Here's what I learned about mazes... wait, no.  Instead let me point you at some much better sources of information:

Jamis Buck writes a mostly-programming blog, and wrote a great series on maze generators in 2010 and 2011.  This in-browser presentation sums up the whole maze generation concept very nicely, and this recap of the blog series is a great place to get more details.  He describes how to implement a handful of algorithms, and provides in-browser demos so you can watch the algorithm run.

Walter Pullen has such a variety of interests that I refuse to summarize his site, in one part of it you can find a very thorough maze generator program he wrote, and he has written extensively about maze generation.  Aalso I just can't keep myself from mentioning his extensive files about the movie Labyrinth.

Now you know everything about mazes.  But just in case you didn't spend hours reading through all that stuff, here are some highlights:

A maze is basically equivalent to a spanning tree of a graph based on a rectangular grid.  Consequently, algorithms that compute spanning trees can be adapted to make mazes.  Kruskal's algorithm is like this, and builds mazes in an seemingly magical way:  It connects random adjacent cells, taking care not to create a loop, until a maze basically appears out of the noise.

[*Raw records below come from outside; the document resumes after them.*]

mod tcp;
mod tls;
mod udp;

pub(crate) use crate::net::tcp::tcp_connect;
pub use crate::net::tls::TlsConfig;
pub(crate) use crate::net::tls::tls_client_config;
pub use crate::net::udp::UdpStream;
pub(crate) use crate::net::udp::udp_connect;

Speaking of Kruskal's, the hardest part is quickly deciding whether two adjacent cells are already connected.  It can be done with a disjoint-set forest, and the tricks they use to make that fast (union by rank and path compression) are neat.

One of the simplest algorithms, recursive-backtracking, is my pick for making the best-looking mazes.  While generators like Kruskal's tend to make lots of clustered dead-ends, recursive-backtracking prefers meandering passages.  It works as basically a randomized depth-first-search of the grid.

Eller's algorithm can generate the maze one entire row at a time.  It works by keeping track of which cells connected to the previous row have already been connected (possibly by an earlier, now forgotten row).  On the very last row, it patches up any not-yet-connected regions of the maze.  In doing so, it may end up with a long straight passage along the bottom.

The Aldous-Broder algorithm generates all possible mazes with equal probibility, but you probably don't want to use it because it's very slow.  It's interesting to think about though: Start in a random cell and perform the well-named  "drunkard's walk", digging a passage when (and only when) you walk into a cell you've never visited before.  Assuming you have enough patience, you'll eventually visit every cell and oh hey, there's a maze!

It's not a generator, but "dead end filler" is an amusing way to solve some mazes without ever visiting cells in the solution path.  Find all the dead ends in the maze and fill them in.  Then find any new dead ends you created, and fill those in too.  Repeat until there are no more dead ends.  The remaining unfilled spaces are the solution.

Back to my project:  I implemented three algorithms (recursive-backtracking, modified Prim's, and Kruskal's).  I also used this as an opportunity to learn about node and npm, so the algorithm packages also have unit tests, benchmarks, and demos, and I spent some time trying to optimize them for speed and also make them easy to plug in to another project without needing to bring a lot of dependencies along.


@sbj42/maze-generator npm package

Update (10/15): I added a maze "puzzle" to Probably Puzzles.